What you will do >> Within the listing below, how many lines feature the word "BufWriter"? Reply with only that number.

Record excerpts >>

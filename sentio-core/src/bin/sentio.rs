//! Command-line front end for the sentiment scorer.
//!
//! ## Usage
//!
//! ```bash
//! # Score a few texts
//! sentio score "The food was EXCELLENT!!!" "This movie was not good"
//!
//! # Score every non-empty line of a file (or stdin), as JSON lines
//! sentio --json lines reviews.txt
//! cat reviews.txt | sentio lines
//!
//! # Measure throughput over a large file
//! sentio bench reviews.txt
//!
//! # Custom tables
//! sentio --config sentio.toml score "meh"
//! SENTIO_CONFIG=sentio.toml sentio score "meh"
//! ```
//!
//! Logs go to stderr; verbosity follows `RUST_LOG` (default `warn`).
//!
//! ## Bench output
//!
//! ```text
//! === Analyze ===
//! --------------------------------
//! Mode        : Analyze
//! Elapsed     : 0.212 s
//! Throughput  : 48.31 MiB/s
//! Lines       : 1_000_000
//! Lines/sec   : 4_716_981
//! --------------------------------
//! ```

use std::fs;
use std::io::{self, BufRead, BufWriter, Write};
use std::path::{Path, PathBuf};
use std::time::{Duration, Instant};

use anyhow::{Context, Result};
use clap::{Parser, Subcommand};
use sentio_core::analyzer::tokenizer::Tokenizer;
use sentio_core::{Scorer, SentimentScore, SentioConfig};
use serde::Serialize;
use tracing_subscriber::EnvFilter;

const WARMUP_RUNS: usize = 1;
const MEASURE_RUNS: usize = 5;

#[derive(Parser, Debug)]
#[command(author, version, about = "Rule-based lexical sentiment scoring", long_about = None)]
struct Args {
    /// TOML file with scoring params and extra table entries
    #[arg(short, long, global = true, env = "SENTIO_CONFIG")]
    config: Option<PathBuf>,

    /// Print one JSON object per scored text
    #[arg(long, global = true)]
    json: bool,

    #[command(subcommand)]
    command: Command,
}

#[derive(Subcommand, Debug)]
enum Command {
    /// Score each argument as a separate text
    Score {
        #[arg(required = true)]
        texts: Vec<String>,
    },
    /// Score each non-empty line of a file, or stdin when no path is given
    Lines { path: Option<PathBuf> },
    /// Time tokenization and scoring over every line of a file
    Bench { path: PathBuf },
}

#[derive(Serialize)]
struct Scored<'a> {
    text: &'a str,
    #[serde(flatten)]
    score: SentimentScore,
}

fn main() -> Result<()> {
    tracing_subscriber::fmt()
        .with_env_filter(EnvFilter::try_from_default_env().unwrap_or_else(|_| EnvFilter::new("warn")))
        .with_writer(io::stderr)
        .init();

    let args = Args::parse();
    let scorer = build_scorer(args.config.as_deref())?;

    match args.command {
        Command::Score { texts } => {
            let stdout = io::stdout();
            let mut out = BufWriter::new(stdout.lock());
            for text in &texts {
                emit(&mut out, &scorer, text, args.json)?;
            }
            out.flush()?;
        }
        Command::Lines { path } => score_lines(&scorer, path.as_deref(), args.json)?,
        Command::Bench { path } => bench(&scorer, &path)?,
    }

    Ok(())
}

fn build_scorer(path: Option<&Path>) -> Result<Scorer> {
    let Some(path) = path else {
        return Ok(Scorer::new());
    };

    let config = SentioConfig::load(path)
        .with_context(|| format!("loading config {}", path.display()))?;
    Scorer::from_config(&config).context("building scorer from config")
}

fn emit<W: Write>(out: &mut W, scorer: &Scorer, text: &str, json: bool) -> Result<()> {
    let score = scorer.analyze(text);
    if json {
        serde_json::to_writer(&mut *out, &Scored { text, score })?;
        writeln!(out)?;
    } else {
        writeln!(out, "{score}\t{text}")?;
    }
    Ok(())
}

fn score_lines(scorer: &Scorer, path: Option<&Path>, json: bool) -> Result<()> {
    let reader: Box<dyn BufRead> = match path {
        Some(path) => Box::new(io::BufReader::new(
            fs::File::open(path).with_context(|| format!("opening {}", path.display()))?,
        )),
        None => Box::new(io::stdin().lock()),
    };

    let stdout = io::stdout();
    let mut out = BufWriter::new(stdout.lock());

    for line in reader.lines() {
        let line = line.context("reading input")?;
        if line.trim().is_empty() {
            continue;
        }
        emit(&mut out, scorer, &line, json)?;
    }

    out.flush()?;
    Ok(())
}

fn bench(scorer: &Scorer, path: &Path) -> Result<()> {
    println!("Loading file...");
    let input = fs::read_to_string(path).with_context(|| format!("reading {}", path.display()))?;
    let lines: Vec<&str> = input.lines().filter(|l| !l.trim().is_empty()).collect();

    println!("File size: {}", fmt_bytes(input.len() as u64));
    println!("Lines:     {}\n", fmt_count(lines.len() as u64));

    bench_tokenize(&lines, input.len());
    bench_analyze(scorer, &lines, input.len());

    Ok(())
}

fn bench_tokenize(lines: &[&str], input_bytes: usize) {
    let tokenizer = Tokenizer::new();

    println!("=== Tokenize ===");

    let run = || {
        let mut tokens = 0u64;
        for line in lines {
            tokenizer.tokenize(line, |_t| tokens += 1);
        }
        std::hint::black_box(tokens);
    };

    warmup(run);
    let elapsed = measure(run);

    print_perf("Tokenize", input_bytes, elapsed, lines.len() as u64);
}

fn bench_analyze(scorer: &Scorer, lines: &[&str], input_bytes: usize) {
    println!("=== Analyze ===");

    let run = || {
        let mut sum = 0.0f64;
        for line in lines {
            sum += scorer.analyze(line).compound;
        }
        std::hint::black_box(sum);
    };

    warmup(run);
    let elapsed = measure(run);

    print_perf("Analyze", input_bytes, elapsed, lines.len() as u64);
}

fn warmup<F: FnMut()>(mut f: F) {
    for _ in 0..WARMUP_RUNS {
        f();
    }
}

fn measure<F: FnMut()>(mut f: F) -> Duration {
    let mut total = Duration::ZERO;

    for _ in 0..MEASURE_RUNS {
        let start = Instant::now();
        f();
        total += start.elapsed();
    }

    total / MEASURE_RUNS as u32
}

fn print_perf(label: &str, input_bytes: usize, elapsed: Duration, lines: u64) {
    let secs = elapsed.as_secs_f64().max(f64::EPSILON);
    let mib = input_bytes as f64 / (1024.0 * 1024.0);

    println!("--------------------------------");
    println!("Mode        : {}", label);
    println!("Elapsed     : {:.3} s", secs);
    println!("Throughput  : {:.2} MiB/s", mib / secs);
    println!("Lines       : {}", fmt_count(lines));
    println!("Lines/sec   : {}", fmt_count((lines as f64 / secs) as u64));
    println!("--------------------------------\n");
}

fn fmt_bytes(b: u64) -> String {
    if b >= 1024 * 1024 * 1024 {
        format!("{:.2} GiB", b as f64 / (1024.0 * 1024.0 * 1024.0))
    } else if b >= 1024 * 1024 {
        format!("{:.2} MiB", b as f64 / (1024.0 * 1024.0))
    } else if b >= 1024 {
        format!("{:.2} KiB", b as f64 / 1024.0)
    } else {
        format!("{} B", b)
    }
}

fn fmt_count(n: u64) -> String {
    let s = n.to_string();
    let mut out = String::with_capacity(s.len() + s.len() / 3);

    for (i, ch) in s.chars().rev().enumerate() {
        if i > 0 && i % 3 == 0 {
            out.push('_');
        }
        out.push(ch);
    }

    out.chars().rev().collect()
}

--

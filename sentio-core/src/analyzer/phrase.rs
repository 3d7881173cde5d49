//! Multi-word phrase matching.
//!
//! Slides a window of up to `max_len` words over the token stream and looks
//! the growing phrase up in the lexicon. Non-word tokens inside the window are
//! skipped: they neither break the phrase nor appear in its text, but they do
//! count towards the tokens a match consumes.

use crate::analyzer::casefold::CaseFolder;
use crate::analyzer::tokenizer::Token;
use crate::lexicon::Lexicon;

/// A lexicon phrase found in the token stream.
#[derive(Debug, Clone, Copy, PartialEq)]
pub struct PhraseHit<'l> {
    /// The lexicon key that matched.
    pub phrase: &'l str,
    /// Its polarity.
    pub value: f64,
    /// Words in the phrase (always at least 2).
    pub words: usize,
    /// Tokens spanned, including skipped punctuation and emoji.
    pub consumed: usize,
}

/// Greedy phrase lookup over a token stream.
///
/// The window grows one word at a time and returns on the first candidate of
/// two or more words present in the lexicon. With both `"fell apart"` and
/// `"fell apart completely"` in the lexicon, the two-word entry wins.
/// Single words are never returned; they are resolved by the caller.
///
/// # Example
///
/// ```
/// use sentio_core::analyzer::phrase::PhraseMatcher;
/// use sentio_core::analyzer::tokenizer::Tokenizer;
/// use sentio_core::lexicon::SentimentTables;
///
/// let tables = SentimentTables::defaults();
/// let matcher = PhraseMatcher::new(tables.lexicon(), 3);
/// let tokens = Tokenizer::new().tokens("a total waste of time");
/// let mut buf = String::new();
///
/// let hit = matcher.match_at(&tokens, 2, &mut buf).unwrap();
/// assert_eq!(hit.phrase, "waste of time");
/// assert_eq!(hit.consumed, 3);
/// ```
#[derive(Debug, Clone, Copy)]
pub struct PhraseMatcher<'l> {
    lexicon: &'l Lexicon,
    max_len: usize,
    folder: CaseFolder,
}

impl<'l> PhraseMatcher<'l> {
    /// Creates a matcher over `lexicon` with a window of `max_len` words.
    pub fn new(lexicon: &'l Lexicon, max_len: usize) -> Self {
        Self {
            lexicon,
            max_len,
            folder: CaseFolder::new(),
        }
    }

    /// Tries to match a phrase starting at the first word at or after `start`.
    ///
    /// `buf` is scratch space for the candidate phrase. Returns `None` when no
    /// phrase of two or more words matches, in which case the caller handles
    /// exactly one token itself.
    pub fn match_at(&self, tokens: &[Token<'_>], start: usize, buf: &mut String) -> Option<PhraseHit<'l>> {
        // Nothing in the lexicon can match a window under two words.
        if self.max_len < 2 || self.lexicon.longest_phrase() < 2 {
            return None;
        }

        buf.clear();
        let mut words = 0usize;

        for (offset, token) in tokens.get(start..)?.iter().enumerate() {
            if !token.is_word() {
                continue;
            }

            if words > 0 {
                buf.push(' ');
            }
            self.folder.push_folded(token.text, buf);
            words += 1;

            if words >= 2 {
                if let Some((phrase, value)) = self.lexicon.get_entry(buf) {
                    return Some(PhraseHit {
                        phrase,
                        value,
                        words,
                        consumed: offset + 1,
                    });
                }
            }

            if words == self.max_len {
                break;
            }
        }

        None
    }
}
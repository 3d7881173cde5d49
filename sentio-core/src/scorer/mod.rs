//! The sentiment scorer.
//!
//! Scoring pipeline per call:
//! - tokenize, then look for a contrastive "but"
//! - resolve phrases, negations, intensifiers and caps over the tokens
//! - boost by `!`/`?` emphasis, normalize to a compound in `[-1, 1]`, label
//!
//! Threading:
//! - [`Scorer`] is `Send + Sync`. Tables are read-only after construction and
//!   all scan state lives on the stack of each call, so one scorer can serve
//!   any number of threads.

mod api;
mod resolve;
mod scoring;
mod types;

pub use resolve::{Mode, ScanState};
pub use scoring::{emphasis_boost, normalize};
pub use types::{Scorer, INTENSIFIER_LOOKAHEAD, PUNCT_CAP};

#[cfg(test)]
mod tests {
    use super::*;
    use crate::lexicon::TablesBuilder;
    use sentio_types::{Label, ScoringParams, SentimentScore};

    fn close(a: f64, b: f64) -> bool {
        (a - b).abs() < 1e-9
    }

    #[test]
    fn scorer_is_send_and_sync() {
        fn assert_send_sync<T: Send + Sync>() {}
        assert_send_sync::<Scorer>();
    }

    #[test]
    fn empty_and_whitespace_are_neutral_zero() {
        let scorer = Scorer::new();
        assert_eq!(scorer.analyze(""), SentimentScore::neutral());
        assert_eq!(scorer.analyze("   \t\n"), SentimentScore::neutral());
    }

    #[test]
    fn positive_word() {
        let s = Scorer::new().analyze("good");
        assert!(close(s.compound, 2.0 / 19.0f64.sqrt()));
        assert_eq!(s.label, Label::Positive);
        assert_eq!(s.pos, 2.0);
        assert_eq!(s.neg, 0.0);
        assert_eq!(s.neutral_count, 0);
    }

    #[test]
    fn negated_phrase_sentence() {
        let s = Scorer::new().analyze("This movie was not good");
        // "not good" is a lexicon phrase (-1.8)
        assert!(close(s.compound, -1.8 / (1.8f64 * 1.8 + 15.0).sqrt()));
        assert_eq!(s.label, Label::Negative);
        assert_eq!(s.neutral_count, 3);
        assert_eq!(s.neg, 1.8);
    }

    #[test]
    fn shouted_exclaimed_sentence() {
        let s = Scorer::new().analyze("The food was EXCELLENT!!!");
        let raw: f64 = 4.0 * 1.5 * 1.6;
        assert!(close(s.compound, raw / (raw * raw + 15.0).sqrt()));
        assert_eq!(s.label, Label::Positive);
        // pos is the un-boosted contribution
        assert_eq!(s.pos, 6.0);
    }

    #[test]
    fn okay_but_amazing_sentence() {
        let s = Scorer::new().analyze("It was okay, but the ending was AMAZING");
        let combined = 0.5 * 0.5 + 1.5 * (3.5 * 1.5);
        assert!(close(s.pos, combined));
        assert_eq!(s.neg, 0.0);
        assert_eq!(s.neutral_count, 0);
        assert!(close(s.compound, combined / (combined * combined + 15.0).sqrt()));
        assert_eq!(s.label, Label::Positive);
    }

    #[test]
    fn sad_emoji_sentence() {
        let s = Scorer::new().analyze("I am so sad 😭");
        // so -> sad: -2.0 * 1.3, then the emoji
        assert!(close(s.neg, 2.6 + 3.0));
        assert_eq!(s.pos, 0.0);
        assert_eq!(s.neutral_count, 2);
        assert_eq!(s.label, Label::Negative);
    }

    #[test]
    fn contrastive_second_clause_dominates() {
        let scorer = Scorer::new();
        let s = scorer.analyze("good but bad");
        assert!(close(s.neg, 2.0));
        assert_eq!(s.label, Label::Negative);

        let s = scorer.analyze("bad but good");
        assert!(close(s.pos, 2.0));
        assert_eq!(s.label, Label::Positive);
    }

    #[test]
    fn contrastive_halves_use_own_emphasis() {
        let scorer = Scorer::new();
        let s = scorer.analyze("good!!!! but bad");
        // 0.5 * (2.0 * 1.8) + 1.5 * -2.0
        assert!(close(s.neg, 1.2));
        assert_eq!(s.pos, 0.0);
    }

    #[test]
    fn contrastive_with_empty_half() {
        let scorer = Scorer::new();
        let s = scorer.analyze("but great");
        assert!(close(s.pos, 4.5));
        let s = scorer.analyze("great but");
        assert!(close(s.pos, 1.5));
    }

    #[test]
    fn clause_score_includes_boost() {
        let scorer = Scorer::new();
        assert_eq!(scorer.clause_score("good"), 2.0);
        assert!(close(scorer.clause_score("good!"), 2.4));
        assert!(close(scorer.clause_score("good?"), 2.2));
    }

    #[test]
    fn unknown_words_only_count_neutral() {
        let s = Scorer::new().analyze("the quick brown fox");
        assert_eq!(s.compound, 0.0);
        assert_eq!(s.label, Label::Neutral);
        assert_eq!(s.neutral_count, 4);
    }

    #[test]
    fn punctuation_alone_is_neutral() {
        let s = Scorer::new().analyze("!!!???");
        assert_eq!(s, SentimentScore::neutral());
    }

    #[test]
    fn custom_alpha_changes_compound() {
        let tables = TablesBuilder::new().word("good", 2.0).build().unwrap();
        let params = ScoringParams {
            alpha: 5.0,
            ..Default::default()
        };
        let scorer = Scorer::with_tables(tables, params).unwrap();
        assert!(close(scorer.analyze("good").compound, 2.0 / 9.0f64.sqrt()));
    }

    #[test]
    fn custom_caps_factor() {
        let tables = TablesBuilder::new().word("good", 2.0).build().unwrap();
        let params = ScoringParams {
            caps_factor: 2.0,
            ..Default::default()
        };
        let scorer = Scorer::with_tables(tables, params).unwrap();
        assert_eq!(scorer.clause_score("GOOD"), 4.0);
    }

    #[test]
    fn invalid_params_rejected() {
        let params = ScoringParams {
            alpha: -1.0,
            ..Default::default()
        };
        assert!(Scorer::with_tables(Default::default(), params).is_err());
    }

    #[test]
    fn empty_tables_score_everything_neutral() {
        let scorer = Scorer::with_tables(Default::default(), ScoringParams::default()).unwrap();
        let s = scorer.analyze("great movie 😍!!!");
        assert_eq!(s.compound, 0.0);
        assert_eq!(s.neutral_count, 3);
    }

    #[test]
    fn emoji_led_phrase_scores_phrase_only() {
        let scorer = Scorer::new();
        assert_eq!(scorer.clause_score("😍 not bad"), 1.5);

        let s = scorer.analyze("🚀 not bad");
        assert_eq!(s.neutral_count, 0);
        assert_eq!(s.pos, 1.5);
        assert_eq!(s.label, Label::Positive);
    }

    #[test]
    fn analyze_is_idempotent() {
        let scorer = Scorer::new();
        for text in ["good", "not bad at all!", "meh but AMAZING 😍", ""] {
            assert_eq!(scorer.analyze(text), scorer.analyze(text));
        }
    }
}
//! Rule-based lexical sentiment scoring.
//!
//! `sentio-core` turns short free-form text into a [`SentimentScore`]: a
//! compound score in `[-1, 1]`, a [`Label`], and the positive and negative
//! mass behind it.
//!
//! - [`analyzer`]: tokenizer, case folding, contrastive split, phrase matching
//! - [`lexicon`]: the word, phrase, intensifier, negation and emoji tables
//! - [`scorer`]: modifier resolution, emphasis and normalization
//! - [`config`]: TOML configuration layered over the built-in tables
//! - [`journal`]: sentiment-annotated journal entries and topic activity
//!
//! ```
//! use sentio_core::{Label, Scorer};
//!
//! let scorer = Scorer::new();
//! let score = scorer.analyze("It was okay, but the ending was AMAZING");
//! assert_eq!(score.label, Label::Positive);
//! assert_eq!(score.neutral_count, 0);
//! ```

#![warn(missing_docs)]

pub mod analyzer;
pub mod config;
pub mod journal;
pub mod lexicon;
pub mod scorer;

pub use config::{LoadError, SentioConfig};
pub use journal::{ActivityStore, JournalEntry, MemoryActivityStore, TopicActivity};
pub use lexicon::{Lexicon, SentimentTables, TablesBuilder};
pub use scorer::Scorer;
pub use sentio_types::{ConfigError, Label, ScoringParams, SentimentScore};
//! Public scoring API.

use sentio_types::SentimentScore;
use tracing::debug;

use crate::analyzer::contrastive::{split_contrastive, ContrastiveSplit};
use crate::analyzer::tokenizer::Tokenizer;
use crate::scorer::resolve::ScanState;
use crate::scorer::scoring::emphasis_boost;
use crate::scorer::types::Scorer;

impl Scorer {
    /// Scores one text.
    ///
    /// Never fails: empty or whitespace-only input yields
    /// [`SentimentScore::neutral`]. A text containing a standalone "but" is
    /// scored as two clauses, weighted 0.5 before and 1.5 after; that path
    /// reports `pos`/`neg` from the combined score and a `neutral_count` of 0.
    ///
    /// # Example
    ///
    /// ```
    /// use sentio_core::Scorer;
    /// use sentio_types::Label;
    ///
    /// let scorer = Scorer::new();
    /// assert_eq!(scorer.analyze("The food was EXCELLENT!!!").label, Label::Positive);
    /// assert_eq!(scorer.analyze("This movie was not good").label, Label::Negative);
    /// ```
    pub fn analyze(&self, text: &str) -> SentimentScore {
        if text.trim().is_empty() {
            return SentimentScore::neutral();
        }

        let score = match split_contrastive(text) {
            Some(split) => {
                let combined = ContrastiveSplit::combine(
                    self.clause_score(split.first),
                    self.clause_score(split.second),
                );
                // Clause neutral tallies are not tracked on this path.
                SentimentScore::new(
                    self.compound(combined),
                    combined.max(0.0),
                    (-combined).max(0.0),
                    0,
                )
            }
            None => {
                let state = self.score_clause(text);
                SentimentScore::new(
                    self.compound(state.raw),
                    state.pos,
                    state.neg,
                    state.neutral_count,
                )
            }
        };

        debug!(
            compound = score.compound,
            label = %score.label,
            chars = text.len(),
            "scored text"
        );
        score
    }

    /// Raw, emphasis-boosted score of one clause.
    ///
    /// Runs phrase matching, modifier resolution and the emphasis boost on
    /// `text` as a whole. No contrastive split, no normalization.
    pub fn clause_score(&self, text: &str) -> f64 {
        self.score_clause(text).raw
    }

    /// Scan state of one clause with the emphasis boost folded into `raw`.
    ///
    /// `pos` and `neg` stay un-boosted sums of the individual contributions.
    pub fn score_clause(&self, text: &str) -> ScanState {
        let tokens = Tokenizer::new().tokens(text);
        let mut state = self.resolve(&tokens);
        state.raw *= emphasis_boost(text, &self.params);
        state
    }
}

Result below >> 3